[Records drawn from a dataset]
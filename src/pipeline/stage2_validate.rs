use crate::model::{FundRecord, Metric, MissingMetricPolicy};
use crate::pipeline::ScoringError;

/// A record admitted to the scoring core, with its five scored metrics
/// resolved to concrete values in `Metric::index` order.
#[derive(Debug, Clone, PartialEq)]
pub struct ValidatedFund {
    pub record: FundRecord,
    pub metrics: [f64; 5],
}

impl ValidatedFund {
    pub fn metric(&self, metric: Metric) -> f64 {
        self.metrics[metric.index()]
    }
}

#[derive(Debug, Clone)]
pub struct Stage2Output {
    pub funds: Vec<ValidatedFund>,
    pub substituted: usize,
}

pub fn run_stage2(
    records: Vec<FundRecord>,
    policy: MissingMetricPolicy,
) -> Result<Stage2Output, ScoringError> {
    if records.is_empty() {
        return Err(ScoringError::EmptyInput);
    }

    let mut funds = Vec::with_capacity(records.len());
    let mut substituted = 0usize;

    for record in records {
        if record.category.trim().is_empty() {
            return Err(ScoringError::MissingCategory { row: record.row });
        }

        let mut metrics = [0.0f64; 5];
        for metric in Metric::ALL {
            metrics[metric.index()] = match (record.metric(metric), policy) {
                (Some(v), _) => v,
                (None, MissingMetricPolicy::Reject) => {
                    return Err(ScoringError::MissingMetric {
                        row: record.row,
                        legal_name: record.legal_name.clone(),
                        metric,
                    });
                }
                (None, MissingMetricPolicy::Lowest) => {
                    tracing::debug!(
                        row = record.row,
                        metric = metric.name(),
                        "missing metric ranked lowest"
                    );
                    substituted += 1;
                    f64::NEG_INFINITY
                }
            };
        }

        funds.push(ValidatedFund { record, metrics });
    }

    if substituted > 0 {
        tracing::warn!(
            substituted,
            policy = policy.name(),
            "missing metric values ranked below every defined value"
        );
    }

    Ok(Stage2Output { funds, substituted })
}

#[cfg(test)]
#[path = "../../tests/src_inline/pipeline/stage2_validate.rs"]
mod tests;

> [Directions]:
State how many lines in the entries hold "return". Nothing should come before or after the number.

> [Exercise solution]:
3